True if the infobyte was already read and parsed.

Returns
boolTrue if the infobyte was already read and parsed.
is_extended: bool =

Check whether this cluster needs to be an extended cluster.

Note that this function does not return the extension status as set in the cluster information byte, but calculates the required extension status based on the offsets. It may be forcefully set to a specific value.

offset: int or None =

Absolute offset of the cluster.

def _adjust_index(self, i):

Adjust an index to work with deletions.

Basically, if an index is deleted, all further indexes get reduced by one. As deletions only happen virtually in the wrapper and the wrapped cluster still use the original index system, such indexes need to be adjusted.

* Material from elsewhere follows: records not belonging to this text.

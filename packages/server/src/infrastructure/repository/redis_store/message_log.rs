//! Redis Streams を使った MessageLog 実装

use async_trait::async_trait;
use redis::{Value, aio::ConnectionManager};

use crate::domain::{LogEntry, LogFields, MessageLog, MessageLogError};

/// Redis Streams Message Log 実装
///
/// エントリ ID は Redis が採番します（`XADD <key> *`）。
#[derive(Clone)]
pub struct RedisMessageLog {
    conn: ConnectionManager,
}

impl RedisMessageLog {
    pub fn new(conn: ConnectionManager) -> Self {
        Self { conn }
    }
}

fn unavailable(e: redis::RedisError) -> MessageLogError {
    MessageLogError::Unavailable(e.to_string())
}

fn parse_entry(value: &Value) -> Result<LogEntry, MessageLogError> {
    let (id, flat): (String, Vec<String>) = redis::from_redis_value(value)
        .map_err(|e| MessageLogError::Malformed(e.to_string()))?;
    Ok(LogEntry::new(id, pairs_to_fields(flat)?))
}

/// `[field1, value1, field2, value2, ...]` をフィールドのマップに変換
fn pairs_to_fields(flat: Vec<String>) -> Result<LogFields, MessageLogError> {
    if flat.len() % 2 != 0 {
        return Err(MessageLogError::Malformed(format!(
            "expected field/value pairs, got {} items",
            flat.len()
        )));
    }

    let mut fields = LogFields::new();
    let mut items = flat.into_iter();
    while let (Some(field), Some(value)) = (items.next(), items.next()) {
        fields.insert(field, value);
    }
    Ok(fields)
}

#[async_trait]
impl MessageLog for RedisMessageLog {
    async fn append(&self, key: &str, fields: LogFields) -> Result<String, MessageLogError> {
        let mut conn = self.conn.clone();
        let mut cmd = redis::cmd("XADD");
        cmd.arg(key).arg("*");
        for (field, value) in &fields {
            cmd.arg(field).arg(value);
        }
        let id: String = cmd.query_async(&mut conn).await.map_err(unavailable)?;
        tracing::debug!("Appended entry '{}' to '{}'", id, key);
        Ok(id)
    }

    async fn read_all(&self, key: &str) -> Result<Vec<LogEntry>, MessageLogError> {
        let mut conn = self.conn.clone();
        let reply: Vec<Value> = redis::cmd("XRANGE")
            .arg(key)
            .arg("-")
            .arg("+")
            .query_async(&mut conn)
            .await
            .map_err(unavailable)?;
        reply.iter().map(parse_entry).collect()
    }

    async fn clear(&self, key: &str) -> Result<(), MessageLogError> {
        let mut conn = self.conn.clone();
        let deleted: i64 = redis::cmd("DEL")
            .arg(key)
            .query_async(&mut conn)
            .await
            .map_err(unavailable)?;
        tracing::debug!("Deleted '{}' ({} key(s))", key, deleted);
        Ok(())
    }
}

#[cfg(test)]
mod tests {
    use super::*;

    #[test]
    fn test_pairs_to_fields() {
        // テスト項目: フラットなフィールド列がマップに変換される
        // given (前提条件):
        let flat = vec![
            "username".to_string(),
            "bob".to_string(),
            "message".to_string(),
            "hi".to_string(),
        ];

        // when (操作):
        let fields = pairs_to_fields(flat).unwrap();

        // then (期待する結果):
        assert_eq!(fields.len(), 2);
        assert_eq!(fields.get("username").unwrap(), "bob");
        assert_eq!(fields.get("message").unwrap(), "hi");
    }

    #[test]
    fn test_pairs_to_fields_odd_length() {
        // テスト項目: 値の欠けたフィールド列は Malformed エラーになる
        // given (前提条件):
        let flat = vec!["username".to_string()];

        // when (操作):
        let result = pairs_to_fields(flat);

        // then (期待する結果):
        assert!(matches!(result, Err(MessageLogError::Malformed(_))));
    }

    #[test]
    fn test_parse_entry_from_stream_reply() {
        // テスト項目: XRANGE の 1 エントリ分の応答が LogEntry に変換される
        // given (前提条件):
        let value = Value::Array(vec![
            Value::BulkString(b"1700000000000-0".to_vec()),
            Value::Array(vec![
                Value::BulkString(b"username".to_vec()),
                Value::BulkString(b"bob".to_vec()),
            ]),
        ]);

        // when (操作):
        let entry = parse_entry(&value).unwrap();

        // then (期待する結果):
        assert_eq!(entry.id, "1700000000000-0");
        assert_eq!(entry.fields.get("username").unwrap(), "bob");
    }
}
//! Shared application state.

use std::sync::Arc;

use crate::usecase::{ChatHistoryUseCase, ConnectionHandler};

/// Shared application state
pub struct AppState {
    /// 接続ライフサイクルのフック（RoomCoordinator）
    pub connection_handler: Arc<dyn ConnectionHandler>,
    /// ChatHistoryUseCase（チャット履歴の取得・削除）
    pub chat_history_usecase: Arc<ChatHistoryUseCase>,
}
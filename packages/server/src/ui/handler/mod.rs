//! Request handlers.

mod http;
mod websocket;

pub use http::{clear_chat_history, get_chat_history, health_check};
pub use websocket::websocket_handler;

Speaking from experience, it's rater easy to get confused on when to use the adjusted index. The simplified answer is: if it is passed to the wrapped cluster, use the adjusted index. Otherwise, use the raw index.

Parameters
i:intindex to adjust
Returns
intthe adjusted index
def _iter_blob_sizes(self):

Iterate over the blob sizes.

This only includes blobs that are not removed.

Yields
intthe blob sizes of each blob in bytes
def _iter_write_raw(self):

Iteratively serialize the compressed part of this cluster, yielding each chunk that must be compressed.

Yields
bytesthe data of this cluster as it needs to be compressed and then written
_added_blobs: list of int =

a list of indexes of newly added blobs

_blobs: dict mapping int to pyzim.blob.BaseBlobSource =

a dict mapping blob number to the new/modified blobs

_cluster: Cluster =

the wrapped cluster. Any binding will be inherited.

if not None, use this value for Cluster.compression

_force_extension: None or bool =

if not None, use this value for ModifiableClusterWrapper.is_extended

_removed_blobs: list of int =

a sorted list of removed blob numbers

_has_modifications: bool =

Return True if this wrapper has any modifications registered.